======== SUPPLIED RECORDS
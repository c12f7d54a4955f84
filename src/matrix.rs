use embassy_time::{Duration, Instant};
use embedded_hal::digital::{InputPin, OutputPin};
use embedded_hal_async::delay::DelayNs;

use crate::config::ScanConfig;
use crate::error::Error;

#[cfg(feature = "debug")]
use defmt::info;

#[derive(Debug, Default, Clone, Copy, PartialEq, Eq)]
#[cfg_attr(feature = "debug", derive(defmt::Format))]
pub struct KeyPos {
    pub row: u8,
    pub col: u8,
}

#[derive(Default, PartialEq, Eq, Debug, Clone, Copy)]
#[cfg_attr(feature = "debug", derive(defmt::Format))]
pub enum KeyState {
    #[default]
    Released,
    Pressed,
}

impl KeyState {
    pub fn is_pressed(self) -> bool {
        self == KeyState::Pressed
    }
}

impl From<bool> for KeyState {
    fn from(pressed: bool) -> Self {
        if pressed {
            KeyState::Pressed
        } else {
            KeyState::Released
        }
    }
}

/// Quiet-period debounce over one bitmask per row.
///
/// A raw change restarts the cell's timer. A cell whose raw value differs
/// from its committed value flips once the timer has run for the whole
/// debounce interval, so a bouncing contact only commits after it went
/// quiet.
pub struct MatrixDebouncer<const ROWS: usize, const COLS: usize> {
    raw: [u32; ROWS],
    stable: [u32; ROWS],
    last_change: [[Instant; COLS]; ROWS],
    debounce: Duration,
}

impl<const ROWS: usize, const COLS: usize> MatrixDebouncer<ROWS, COLS> {
    const COL_MASK: u32 = {
        assert!(COLS <= 32, "a row is sampled into a u32");
        if COLS == 32 { u32::MAX } else { (1 << COLS) - 1 }
    };

    pub fn new(debounce: Duration) -> Self {
        Self {
            raw: [0; ROWS],
            stable: [0; ROWS],
            last_change: [[Instant::from_ticks(0); COLS]; ROWS],
            debounce,
        }
    }

    /// Feed one sampled row, reporting every cell that commits
    pub fn update_row<F>(&mut self, row: usize, raw: u32, now: Instant, mut on_change: F)
    where
        F: FnMut(KeyPos, KeyState),
    {
        let raw = raw & Self::COL_MASK;

        // restart the quiet period of every cell that moved
        let mut moved = raw ^ self.raw[row];
        while moved != 0 {
            let col = moved.trailing_zeros() as usize;
            moved &= moved - 1;
            self.last_change[row][col] = now;
        }
        self.raw[row] = raw;

        let mut pending = raw ^ self.stable[row];
        while pending != 0 {
            let col = pending.trailing_zeros() as usize;
            pending &= pending - 1;

            let quiet = now.saturating_duration_since(self.last_change[row][col]);
            if quiet >= self.debounce {
                self.stable[row] ^= 1 << col;
                let state = KeyState::from(raw & (1 << col) != 0);

                #[cfg(feature = "debug")]
                info!("[debounce] r{} c{} {}", row, col, state);

                on_change(
                    KeyPos {
                        row: row as u8,
                        col: col as u8,
                    },
                    state,
                );
            }
        }
    }

    pub fn is_pressed(&self, row: usize, col: usize) -> bool {
        row < ROWS && col < COLS && self.stable[row] & (1 << col) != 0
    }

    /// Committed bitmask of a row
    pub fn stable_row(&self, row: usize) -> u32 {
        self.stable.get(row).copied().unwrap_or(0)
    }
}

pub struct Matrix<R, C, D, const ROWS: usize, const COLS: usize> {
    rows: [R; ROWS],
    cols: [C; COLS],
    delay: D,
    settle_us: u32,
    debouncer: MatrixDebouncer<ROWS, COLS>,
}

impl<R, C, D, const ROWS: usize, const COLS: usize> Matrix<R, C, D, ROWS, COLS>
where
    R: OutputPin,
    C: InputPin,
    D: DelayNs,
{
    pub fn init(rows: [R; ROWS], cols: [C; COLS], delay: D, config: ScanConfig) -> Self {
        Self {
            rows,
            cols,
            delay,
            settle_us: config.settle_us,
            debouncer: MatrixDebouncer::new(config.debounce),
        }
    }

    /// One pass over every row, reporting committed transitions
    pub async fn scan<F>(&mut self, now: Instant, mut on_change: F) -> Result<(), Error>
    where
        F: FnMut(KeyPos, KeyState),
    {
        for (row_count, row) in self.rows.iter_mut().enumerate() {
            row.set_high().map_err(|_| Error::Pin)?;
            // delay so port propagates
            self.delay.delay_us(self.settle_us).await;

            let sampled = Self::sample(&mut self.cols);

            // set row to low, even when sampling failed
            row.set_low().map_err(|_| Error::Pin)?;

            self.debouncer
                .update_row(row_count, sampled?, now, &mut on_change);
        }
        Ok(())
    }

    fn sample(cols: &mut [C; COLS]) -> Result<u32, Error> {
        let mut raw = 0u32;
        for (col_count, col) in cols.iter_mut().enumerate() {
            if col.is_high().map_err(|_| Error::Pin)? {
                raw |= 1 << col_count;
            }
        }
        Ok(raw)
    }

    pub fn is_pressed(&self, row: usize, col: usize) -> bool {
        self.debouncer.is_pressed(row, col)
    }
}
================
_PROBLEM DETAILS_
The answer is the records above restated word for word from their opening line through the line that holds "after it went", both included, and nothing else.

_RESPONSE TO THIS TASK_
repository c12f7d54a4955f84
filename src/matrix.rs
use embassy_time::{Duration, Instant};
use embedded_hal::digital::{InputPin, OutputPin};
use embedded_hal_async::delay::DelayNs;

use crate::config::ScanConfig;
use crate::error::Error;

#[cfg(feature = "debug")]
use defmt::info;

#[derive(Debug, Default, Clone, Copy, PartialEq, Eq)]
#[cfg_attr(feature = "debug", derive(defmt::Format))]
pub struct KeyPos {
    pub row: u8,
    pub col: u8,
}

#[derive(Default, PartialEq, Eq, Debug, Clone, Copy)]
#[cfg_attr(feature = "debug", derive(defmt::Format))]
pub enum KeyState {
    #[default]
    Released,
    Pressed,
}

impl KeyState {
    pub fn is_pressed(self) -> bool {
        self == KeyState::Pressed
    }
}

impl From<bool> for KeyState {
    fn from(pressed: bool) -> Self {
        if pressed {
            KeyState::Pressed
        } else {
            KeyState::Released
        }
    }
}

/// Quiet-period debounce over one bitmask per row.
///
/// A raw change restarts the cell's timer. A cell whose raw value differs
/// from its committed value flips once the timer has run for the whole
/// debounce interval, so a bouncing contact only commits after it went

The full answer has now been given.